A directed graph (digraph) has edges with a direction: an edge from $u$ to $v$ does not imply an edge from $v$ to $u$ . Dependency graphs, web links, and state transitions are naturally directed. An undirected graph has symmetric edges: if $u$ and $v$ are connected, the connection goes both ways. Social networks and road maps without one-way streets are undirected.

A weighted graph assigns a numerical value (weight) to each edge, representing cost, distance, capacity, or any other metric.
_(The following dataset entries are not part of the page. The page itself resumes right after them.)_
//! Integration tests for the reef variable engine
//!
//! These drive full `EnvStack` instances the way the shell runtime does:
//! initialization from the process environment, scope push/pop around
//! simulated function calls, universal-variable convergence between two
//! independent stacks sharing one store file, and snapshots handed to a
//! worker thread.

use std::thread;

use reef_uvar::{FileStore, UvarSynchronizer};
use reef_vars::{ConfigPaths, EnvError, EnvMode, EnvStack, HIGHLIGHTING_KEYS};

fn stack_on(path: &std::path::Path) -> EnvStack {
    EnvStack::with_universal(UvarSynchronizer::with_store(FileStore::new(path)))
}

#[test]
fn init_establishes_well_known_variables() {
    let paths = ConfigPaths {
        data: "/usr/local/share".into(),
        sysconf: "/usr/local/etc".into(),
        doc: "/usr/local/share/doc/reef".into(),
        bin: "/usr/local/bin".into(),
    };
    let mut env = EnvStack::new();
    env.init(Some(&paths));

    assert!(!env.get("version", EnvMode::empty()).is_missing());
    assert_eq!(
        env.get("__reef_datadir", EnvMode::empty()).as_string(),
        "/usr/local/share"
    );

    let shlvl: u64 = env
        .get("SHLVL", EnvMode::empty())
        .as_string()
        .parse()
        .expect("SHLVL is numeric");
    assert!(shlvl >= 1);

    let cwd = std::env::current_dir().unwrap().display().to_string();
    assert_eq!(env.get("PWD", EnvMode::empty()).as_string(), cwd);
    assert!(env.pwd_slash().ends_with('/'));

    // version is read-only for the user, writable for internal code.
    assert_eq!(
        env.set("version", EnvMode::USER, "9.9").unwrap_err(),
        EnvError::Perm("version".to_string())
    );
}

#[test]
fn imported_path_round_trips_through_export_array() {
    // Only meaningful when the test process itself has a PATH.
    if std::env::var("PATH").is_err() {
        return;
    }
    let mut env = EnvStack::new();
    env.init(None);

    let elements = env.get("PATH", EnvMode::empty()).to_list();
    assert!(!elements.is_empty());

    let path_entry = env
        .export_array()
        .iter()
        .map(|c| c.to_str().unwrap().to_string())
        .find(|e| e.starts_with("PATH="))
        .expect("PATH is exported");
    assert_eq!(path_entry, format!("PATH={}", elements.join(":")));
}

#[test]
fn function_call_scoping_end_to_end() {
    let mut env = EnvStack::new();
    env.set("x", EnvMode::GLOBAL, "global").unwrap();

    // Enter a function body.
    env.push(true);
    env.set("x", EnvMode::LOCAL, "function").unwrap();
    env.set_argv(&["a".to_string(), "b".to_string()]);
    assert_eq!(env.get("x", EnvMode::empty()).as_string(), "function");

    // A loop inside the function shares its bindings.
    env.push(false);
    assert_eq!(env.get("x", EnvMode::empty()).as_string(), "function");
    env.set("x", EnvMode::empty(), "loop-update").unwrap();
    env.pop();
    assert_eq!(env.get("x", EnvMode::empty()).as_string(), "loop-update");

    env.pop();
    assert_eq!(env.get("x", EnvMode::empty()).as_string(), "global");
}

#[test]
fn universal_variables_converge_between_stacks() {
    let dir = tempfile::tempdir().unwrap();
    let path = dir.path().join("universal.vars");
    let mut a = stack_on(&path);
    let mut b = stack_on(&path);

    a.set("ufoo", EnvMode::UNIVERSAL, "1").unwrap();
    b.set("ubar", EnvMode::UNIVERSAL, "2").unwrap();

    a.universal_barrier();
    b.universal_barrier();
    a.universal_barrier();

    for env in [&a, &b] {
        assert_eq!(env.get("ufoo", EnvMode::empty()).as_string(), "1");
        assert_eq!(env.get("ubar", EnvMode::empty()).as_string(), "2");
    }
}

#[test]
fn conflicting_universal_writes_pick_one_winner() {
    let dir = tempfile::tempdir().unwrap();
    let path = dir.path().join("universal.vars");
    let mut a = stack_on(&path);
    let mut b = stack_on(&path);

    a.set("shared", EnvMode::UNIVERSAL, "from-a").unwrap();
    b.set("shared", EnvMode::UNIVERSAL, "from-b").unwrap();

    a.universal_barrier();
    b.universal_barrier();
    a.universal_barrier();

    let winner = a.get("shared", EnvMode::empty()).as_string();
    assert_eq!(b.get("shared", EnvMode::empty()).as_string(), winner);
    assert_eq!(winner, "from-b");
}

#[test]
fn universal_variables_persist_across_sessions() {
    let dir = tempfile::tempdir().unwrap();
    let path = dir.path().join("universal.vars");

    {
        let mut env = stack_on(&path);
        env.set("sticky", EnvMode::UNIVERSAL | EnvMode::EXPORT, "v").unwrap();
        env.universal_barrier();
    }

    let mut env = stack_on(&path);
    env.universal_barrier();
    let var = env.get("sticky", EnvMode::empty());
    assert_eq!(var.as_string(), "v");
    assert!(var.exported);
}

#[test]
fn corrupt_store_degrades_to_session_local() {
    let dir = tempfile::tempdir().unwrap();
    let path = dir.path().join("universal.vars");
    std::fs::write(&path, "this is not a universal variable store\n").unwrap();

    let mut env = stack_on(&path);
    env.set("u", EnvMode::UNIVERSAL, "still works").unwrap();
    env.universal_barrier();

    assert!(env.universal_is_degraded());
    assert_eq!(env.get("u", EnvMode::empty()).as_string(), "still works");

    // The session stays usable, it just stopped syncing.
    env.set("u2", EnvMode::UNIVERSAL, "also works").unwrap();
    env.universal_barrier();
    assert_eq!(env.get("u2", EnvMode::empty()).as_string(), "also works");
}

#[test]
fn remote_universal_change_refreshes_export_array() {
    let dir = tempfile::tempdir().unwrap();
    let path = dir.path().join("universal.vars");
    let mut a = stack_on(&path);
    let mut b = stack_on(&path);

    a.set("UEXP", EnvMode::UNIVERSAL | EnvMode::EXPORT, "old").unwrap();
    a.universal_barrier();
    b.universal_barrier();
    assert!(b
        .export_array()
        .iter()
        .any(|c| c.to_str().unwrap() == "UEXP=old"));

    a.set("UEXP", EnvMode::UNIVERSAL | EnvMode::EXPORT, "new").unwrap();
    a.universal_barrier();
    b.universal_barrier();
    assert!(b
        .export_array()
        .iter()
        .any(|c| c.to_str().unwrap() == "UEXP=new"));
}

#[test]
fn snapshot_travels_to_a_worker_thread() {
    let mut env = EnvStack::new();
    env.set("PATH", EnvMode::GLOBAL | EnvMode::EXPORT, "/bin").unwrap();
    env.set("HOME", EnvMode::GLOBAL, "/home/tester").unwrap();

    let snap = env.snapshot(Some(HIGHLIGHTING_KEYS));

    // Mutations after the copy are invisible to the worker.
    env.set("PATH", EnvMode::GLOBAL, "/changed").unwrap();

    let worker = thread::spawn(move || {
        assert_eq!(snap.get("PATH").as_string(), "/bin");
        assert_eq!(snap.get("HOME").as_string(), "/home/tester");
        assert!(snap.get("CDPATH").is_missing());
    });
    worker.join().unwrap();
}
An unweighted graph treats all edges as equal. BFS on unweighted graphs guarantees shortest paths, a property that does not carry over to weighted graphs without modification.

A cyclic graph contains at least one cycle. An acyclic graph has none. A directed acyclic graph (DAG) is particularly important because it admits topological ordering, which is the basis for dependency resolution, build systems, and course scheduling.

A connected graph has a path between every pair of vertices. A disconnected graph has multiple connected components, isolated subgraphs with no edges between them. When traversing a disconnected graph, a single BFS or DFS from one node will not reach all vertices. You must iterate over all nodes and start a new traversal from each unvisited one.

A dense graph has $|E|$ close to $|V|^2$ , meaning most pairs of vertices are connected. A sparse graph has $|E|$ close to $|V|$ , meaning most pairs are not connected. The distinction matters for representation choice and algorithm complexity.

The interactive visualization below illustrates the main graph types described above.

Graph Types

Undirected — Edges have no direction. If A connects to B, then B connects to A.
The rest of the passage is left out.